The reparameterization trick is the secret sauce here. It lets us backpropagate through random sampling by making it deterministic save for a random input epsilon.

The VAE’s Pitfall: That KL loss is a double-edged sword. It ensures a well-behaved latent space but often dominates, leading to overly smooth, blurry reconstructions and samples. The model becomes too good at regularization and not good enough at creating sharp images. It’s the price of their mathematical elegance.

Implicit Density Models: The Forgers

This is where GANs come in. They say, “Forget explicitly modeling ( p(x) ); who needs a probability density anyway? All we care about is sampling.” They don’t map the territory; they learn to forge documents that look exactly like the real thing.

A GAN consists of two networks:

Generator (G): Takes random noise ( z ) and tries to generate a fake sample ( G(z) ).
Discriminator (D): Tries to distinguish between real samples from the data and fake samples from G.

This setup is a beautiful, adversarial min-max game. The generator is trying to minimize the discriminator’s ability to do its job, while the discriminator is trying to maximize it. The objective function is:

$$\min_G \max_D V(D, G) = \mathbb{E}{x \sim p{data}}[\log D(x)] + \mathbb{E}_{z \sim p(z)}[\log (1 - D(G(z)))]$$

The GAN’s Pitfall: This game is notoriously unstable. You’re not optimizing a nice, smooth loss function. You’re balancing two networks in a contest where one’s gain is the other’s loss. It’s like training two boxers by having them punch each other and hoping they both become world champions simultaneously. You often get mode collapse, where the generator finds one single image that fools the discriminator (e.g., a seemingly perfect dog) and just outputs that every time. Useful for producing one great forgery, useless for generating a diverse dataset.
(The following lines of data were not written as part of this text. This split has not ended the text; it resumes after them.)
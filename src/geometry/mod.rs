pub mod boolean;
pub mod boundary;
pub mod primitive;

pub use boolean::{apply_boolean, fold_boolean, BooleanOp};
pub use boundary::{Aabb, Boundary};
pub use primitive::{Circle, GeometryParams, Primitive, Rectangle};
use std::sync::atomic::{AtomicBool, Ordering};

use slotmap::SlotMap;
use tracing::{debug, info, warn};

use crate::error::KernelError;
use crate::geometry::{
    fold_boolean, BooleanOp, Boundary, Circle, GeometryParams, Primitive, Rectangle,
};
use crate::math::Point2;

use super::discretize::{discretize, KernelMesh};
use super::refine::{smooth, subdivide};
use super::{ElementBlock, EntityTag, KernelResult, MeshKernel, MeshOptions, NodeBlock};

/// Set while a [`SpadeKernel`] session exists.
static SESSION_ACTIVE: AtomicBool = AtomicBool::new(false);

#[derive(Debug, Clone)]
struct KernelEntity {
    boundary: Boundary,
}

/// In-process discretization kernel built on spade's constrained Delaunay
/// triangulation.
///
/// At most one session exists per process, like a gmsh session: acquire it
/// with [`SpadeKernel::acquire`], and dropping it releases the session.
#[derive(Debug)]
pub struct SpadeKernel {
    options: MeshOptions,
    entities: SlotMap<EntityTag, KernelEntity>,
    mesh: Option<KernelMesh>,
}

impl SpadeKernel {
    /// Starts the process-wide kernel session.
    ///
    /// # Errors
    ///
    /// Returns `KernelError::InvalidParameters` for unusable options, or
    /// `KernelError::AlreadyAcquired` if a session is already active.
    pub fn acquire(options: MeshOptions) -> KernelResult<Self> {
        options.validate()?;
        SESSION_ACTIVE
            .compare_exchange(false, true, Ordering::AcqRel, Ordering::Acquire)
            .map_err(|_| KernelError::AlreadyAcquired)?;
        info!(element_size = options.element_size, "kernel session started");
        Ok(Self {
            options,
            entities: SlotMap::with_key(),
            mesh: None,
        })
    }

    /// Returns the options this session was started with.
    #[must_use]
    pub fn options(&self) -> &MeshOptions {
        &self.options
    }

    /// Returns `true` if a mesh is available for reading.
    #[must_use]
    pub fn has_mesh(&self) -> bool {
        self.mesh.is_some()
    }

    fn insert(&mut self, boundary: Boundary) -> EntityTag {
        self.mesh = None;
        self.entities.insert(KernelEntity { boundary })
    }

    fn add_primitive(
        &mut self,
        primitive: &Primitive,
        operation: &'static str,
    ) -> KernelResult<EntityTag> {
        let boundary = primitive
            .to_boundary(&self.options.geometry)
            .map_err(|e| KernelError::Failed {
                operation,
                reason: e.to_string(),
            })?;
        Ok(self.insert(boundary))
    }

    fn current_mesh(&self, operation: &'static str) -> KernelResult<&KernelMesh> {
        self.mesh.as_ref().ok_or(KernelError::Precondition {
            operation,
            reason: "no mesh has been generated",
        })
    }

    fn ensure_known(&self, tags: &[EntityTag], operation: &'static str) -> KernelResult<()> {
        match tags.iter().find(|tag| !self.entities.contains_key(**tag)) {
            Some(tag) => Err(KernelError::UnknownTag {
                tag: format!("{tag:?}"),
                operation,
            }),
            None => Ok(()),
        }
    }
}

impl Drop for SpadeKernel {
    fn drop(&mut self) {
        SESSION_ACTIVE.store(false, Ordering::Release);
        info!("kernel session finalized");
    }
}

impl MeshKernel for SpadeKernel {
    fn add_rectangle(
        &mut self,
        corner: Point2,
        length: f64,
        height: f64,
    ) -> KernelResult<EntityTag> {
        let rect = Rectangle::new(length, height)
            .at(corner.x + length * 0.5, corner.y + height * 0.5);
        self.add_primitive(&Primitive::Rectangle(rect), "add_rectangle")
    }

    fn add_disk(&mut self, center: Point2, radius: f64) -> KernelResult<EntityTag> {
        let circle = Circle::new(radius).at(center.x, center.y);
        self.add_primitive(&Primitive::Circle(circle), "add_disk")
    }

    fn add_polygon(&mut self, points: &[Point2]) -> KernelResult<EntityTag> {
        self.add_primitive(&Primitive::Polygon(points.to_vec()), "add_polygon")
    }

    fn boolean(&mut self, op: BooleanOp, tags: &[EntityTag]) -> KernelResult<EntityTag> {
        let operation = op.name();
        self.ensure_known(tags, operation)?;
        let mut unique: Vec<EntityTag> = Vec::with_capacity(tags.len());
        for &tag in tags {
            if !unique.contains(&tag) {
                unique.push(tag);
            }
        }
        let result = fold_boolean(
            unique.iter().filter_map(|tag| self.entities.get(*tag)).map(|e| &e.boundary),
            op,
        )
        .ok_or(KernelError::Precondition {
            operation,
            reason: "no entities given",
        })?;
        if result.is_empty() {
            if op != BooleanOp::Intersection {
                return Err(KernelError::Failed {
                    operation,
                    reason: "result is empty".into(),
                });
            }
            warn!(operation, inputs = unique.len(), "boolean produced an empty entity");
        }
        for tag in &unique {
            self.entities.remove(*tag);
        }
        let tag = self.insert(result);
        debug!(operation, inputs = unique.len(), "kernel boolean applied");
        Ok(tag)
    }

    fn remove(&mut self, tags: &[EntityTag]) -> KernelResult<()> {
        self.ensure_known(tags, "remove")?;
        for tag in tags {
            self.entities.remove(*tag);
        }
        self.mesh = None;
        Ok(())
    }

    fn geometry_params(&self) -> GeometryParams {
        self.options.geometry
    }

    fn entity_count(&self) -> usize {
        self.entities.len()
    }

    fn entity_area(&self, tag: EntityTag) -> KernelResult<f64> {
        self.entities
            .get(tag)
            .map(|e| e.boundary.area())
            .ok_or(KernelError::UnknownTag {
                tag: format!("{tag:?}"),
                operation: "entity_area",
            })
    }

    fn generate(&mut self) -> KernelResult<()> {
        let mut mesh = KernelMesh::default();
        for entity in self.entities.values() {
            if entity.boundary.is_empty() {
                continue;
            }
            discretize(&entity.boundary, self.options.element_size, &mut mesh)?;
        }
        info!(
            entities = self.entities.len(),
            nodes = mesh.nodes.len(),
            elements = mesh.element_count(),
            "mesh generated"
        );
        self.mesh = Some(mesh);
        Ok(())
    }

    fn refine(&mut self, passes: usize) -> KernelResult<()> {
        if passes == 0 {
            return Err(KernelError::InvalidParameters(
                "refinement needs at least one pass".into(),
            ));
        }
        let mut mesh = self.current_mesh("refine")?.clone();
        for _ in 0..passes {
            mesh = subdivide(&mesh);
            smooth(&mut mesh, self.options.smoothing_passes)?;
        }
        info!(
            passes,
            nodes = mesh.nodes.len(),
            elements = mesh.element_count(),
            "mesh refined"
        );
        self.mesh = Some(mesh);
        Ok(())
    }

    fn nodes(&self) -> KernelResult<NodeBlock> {
        let mesh = self.current_mesh("nodes")?;
        let mut block = NodeBlock {
            tags: Vec::with_capacity(mesh.nodes.len()),
            coords: Vec::with_capacity(mesh.nodes.len() * 3),
        };
        for (i, p) in mesh.nodes.iter().enumerate() {
            block.tags.push(i + 1);
            block.coords.extend([p.x, p.y, p.z]);
        }
        Ok(block)
    }

    fn elements(&self) -> KernelResult<Vec<ElementBlock>> {
        let mesh = self.current_mesh("elements")?;
        let mut blocks: Vec<ElementBlock> = Vec::new();
        for (element, &kind) in mesh.elements.iter().zip(&mesh.kinds) {
            let index = match blocks.iter().position(|b| b.kind == kind) {
                Some(index) => index,
                None => {
                    blocks.push(ElementBlock {
                        kind,
                        node_tags: Vec::new(),
                    });
                    blocks.len() - 1
                }
            };
            blocks[index].node_tags.extend(element.iter().map(|n| n + 1));
        }
        Ok(blocks)
    }
}
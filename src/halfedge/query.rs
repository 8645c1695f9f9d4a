use std::collections::HashMap;

use crate::error::Result;
use crate::math::polygon_2d::{newell_vector, polygon_centroid, vertex_average};
use crate::math::{Point3, Vector3};

use super::{FaceId, HalfEdgeId, HalfEdgeMesh, VertexId};

impl HalfEdgeMesh {
    /// Vertex a half-edge points to.
    ///
    /// # Errors
    ///
    /// Returns `TopologyError::NotFound` for an unknown id.
    pub fn destination(&self, he: HalfEdgeId) -> Result<VertexId> {
        let next = self.half_edge(he)?.next;
        Ok(self.half_edges[next.0].origin)
    }

    /// Half-edge preceding `he` in its face cycle.
    ///
    /// # Errors
    ///
    /// Returns `TopologyError::NotFound` for an unknown id.
    pub fn prev(&self, he: HalfEdgeId) -> Result<HalfEdgeId> {
        let mut h = self.half_edge(he)?.next;
        loop {
            let next = self.half_edges[h.0].next;
            if next == he {
                return Ok(h);
            }
            h = next;
        }
    }

    /// Vertices of a face in cycle order.
    ///
    /// # Errors
    ///
    /// Returns `TopologyError::NotFound` for an unknown id.
    pub fn face_vertices(&self, face: FaceId) -> Result<Vec<VertexId>> {
        let face = self.face(face)?;
        let mut out = Vec::with_capacity(face.sides);
        let mut h = face.half_edge;
        for _ in 0..face.sides {
            let he = &self.half_edges[h.0];
            out.push(he.origin);
            h = he.next;
        }
        Ok(out)
    }

    fn face_points(&self, face: FaceId) -> Result<Vec<Point3>> {
        Ok(self
            .face_vertices(face)?
            .into_iter()
            .map(|v| self.vertices[v.0].position)
            .collect())
    }

    /// Vertices one edge away from `vertex`, in rotational order.
    ///
    /// Walks `he = he.twin.next` from the stored outgoing half-edge. On an
    /// open fan the walk stops at a boundary side and resumes from the start
    /// in the opposite direction.
    ///
    /// # Errors
    ///
    /// Returns `TopologyError::NotFound` for an unknown id.
    pub fn one_ring(&self, vertex: VertexId) -> Result<Vec<VertexId>> {
        let Some(start) = self.vertex(vertex)?.half_edge else {
            return Ok(Vec::new());
        };
        let limit = self.half_edges.len();
        let mut ring = Vec::new();

        let mut h = start;
        loop {
            ring.push(self.destination(h)?);
            match self.half_edges[h.0].twin {
                Some(twin) => {
                    h = self.half_edges[twin.0].next;
                    if h == start {
                        return Ok(ring);
                    }
                }
                None => break,
            }
            if ring.len() > limit {
                break;
            }
        }

        let mut h = start;
        loop {
            let incoming = self.prev(h)?;
            match self.half_edges[incoming.0].twin {
                Some(twin) => {
                    ring.push(self.destination(twin)?);
                    h = twin;
                }
                None => {
                    ring.push(self.half_edges[incoming.0].origin);
                    break;
                }
            }
            if ring.len() > limit {
                break;
            }
        }
        Ok(ring)
    }

    /// Returns `true` if any side incident to the vertex has no twin.
    ///
    /// # Errors
    ///
    /// Returns `TopologyError::NotFound` for an unknown id.
    pub fn is_boundary(&self, vertex: VertexId) -> Result<bool> {
        Ok(self.vertex(vertex)?.on_boundary)
    }

    /// Number of distinct edges incident to the vertex.
    ///
    /// # Errors
    ///
    /// Returns `TopologyError::NotFound` for an unknown id.
    pub fn degree(&self, vertex: VertexId) -> Result<usize> {
        Ok(self.one_ring(vertex)?.len())
    }

    /// Mean position of the one-ring neighbours, or `None` for a vertex no
    /// element uses.
    ///
    /// # Errors
    ///
    /// Returns `TopologyError::NotFound` for an unknown id.
    pub fn neighbor_centroid(&self, vertex: VertexId) -> Result<Option<Point3>> {
        let ring = self.one_ring(vertex)?;
        if ring.is_empty() {
            return Ok(None);
        }
        let points: Vec<Point3> = ring.iter().map(|v| self.vertices[v.0].position).collect();
        Ok(Some(vertex_average(&points)))
    }

    /// Unit normal of a face.
    ///
    /// # Errors
    ///
    /// Returns `TopologyError::NotFound` for an unknown id.
    pub fn face_normal(&self, face: FaceId) -> Result<Vector3> {
        Ok(self.face(face)?.normal)
    }

    /// Area of the element, i.e. its volume per unit depth.
    ///
    /// # Errors
    ///
    /// Returns `TopologyError::NotFound` for an unknown id.
    pub fn cell_volume(&self, face: FaceId) -> Result<f64> {
        Ok(newell_vector(&self.face_points(face)?).norm() * 0.5)
    }

    /// Length of the element's boundary.
    ///
    /// # Errors
    ///
    /// Returns `TopologyError::NotFound` for an unknown id.
    pub fn cell_perimeter(&self, face: FaceId) -> Result<f64> {
        let points = self.face_points(face)?;
        let next = points.iter().cycle().skip(1);
        Ok(points.iter().zip(next).map(|(a, b)| (b - a).norm()).sum())
    }

    /// Area-weighted centroid of the element.
    ///
    /// # Errors
    ///
    /// Returns `TopologyError::NotFound` for an unknown id.
    pub fn cell_centroid(&self, face: FaceId) -> Result<Point3> {
        Ok(polygon_centroid(&self.face_points(face)?))
    }

    /// Outward normal of a side within its face's plane, scaled by the side
    /// length.
    ///
    /// # Errors
    ///
    /// Returns `TopologyError::NotFound` for an unknown id.
    pub fn edge_normal(&self, he: HalfEdgeId) -> Result<Vector3> {
        let half_edge = self.half_edge(he)?;
        let a = self.vertices[half_edge.origin.0].position;
        let b = self.vertices[self.destination(he)?.0].position;
        let normal = self.faces[half_edge.face.0].normal;
        Ok((b - a).cross(&normal))
    }

    /// Total area of all elements.
    #[must_use]
    pub fn total_volume(&self) -> f64 {
        self.face_ids()
            .filter_map(|f| self.cell_volume(f).ok())
            .sum()
    }

    /// All half-edges without a twin.
    #[must_use]
    pub fn boundary_half_edges(&self) -> Vec<HalfEdgeId> {
        self.half_edge_ids()
            .filter(|h| self.half_edges[h.0].twin.is_none())
            .collect()
    }

    /// Closed boundary vertex cycles, each following the face orientation.
    ///
    /// A vertex where two boundary cycles touch is visited by both.
    #[must_use]
    pub fn boundary_loops(&self) -> Vec<Vec<VertexId>> {
        let boundary = self.boundary_half_edges();
        let mut by_origin: HashMap<VertexId, Vec<HalfEdgeId>> = HashMap::new();
        for &h in &boundary {
            by_origin
                .entry(self.half_edges[h.0].origin)
                .or_default()
                .push(h);
        }

        let mut visited = vec![false; self.half_edges.len()];
        let mut loops = Vec::new();
        for &start in &boundary {
            if visited[start.0] {
                continue;
            }
            let mut cycle = Vec::new();
            let mut h = start;
            loop {
                visited[h.0] = true;
                let he = &self.half_edges[h.0];
                cycle.push(he.origin);
                let dest = self.half_edges[he.next.0].origin;
                let next = by_origin
                    .get(&dest)
                    .and_then(|cands| cands.iter().copied().find(|c| !visited[c.0]));
                match next {
                    Some(n) => h = n,
                    None => break,
                }
            }
            loops.push(cycle);
        }
        loops
    }
}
Diffusion Models: The Masters of Gradual Destruction

Diffusion models take a completely different, almost philosophical approach. They don’t start with noise and try to build a image. Instead, they meticulously learn how to reverse a process of destruction.

The forward process is fixed: we gradually add Gaussian noise to an image over many steps ( T ) until it becomes pure noise. This is trivial. The magic is in the reverse process. We train a neural network (usually a U-Net) to predict the noise that was added at a given step. Why is this brilliant? Because the network isn’t tasked with generating a perfect image from scratch in one go. It’s only ever asked to make a small, denoising correction. It’s the “how do you eat an elephant? One bite at a time” of generative models.

By chaining these small, learned denoising steps, we can start with pure noise and gradually subtract the predicted noise to walk backwards to a clean image. The probability distribution is implicitly modeled through this iterative denoising procedure.

Why they took over: They are vastly more stable to train than GANs (no adversarial game) and produce much higher quality and diverse samples than VAEs. The trade-off? They are painfully slow at sampling because you need to run the model for every single step of the reverse process (often 1000 steps). It’s the most computationally expensive “one bite at a time” meal you’ll ever serve.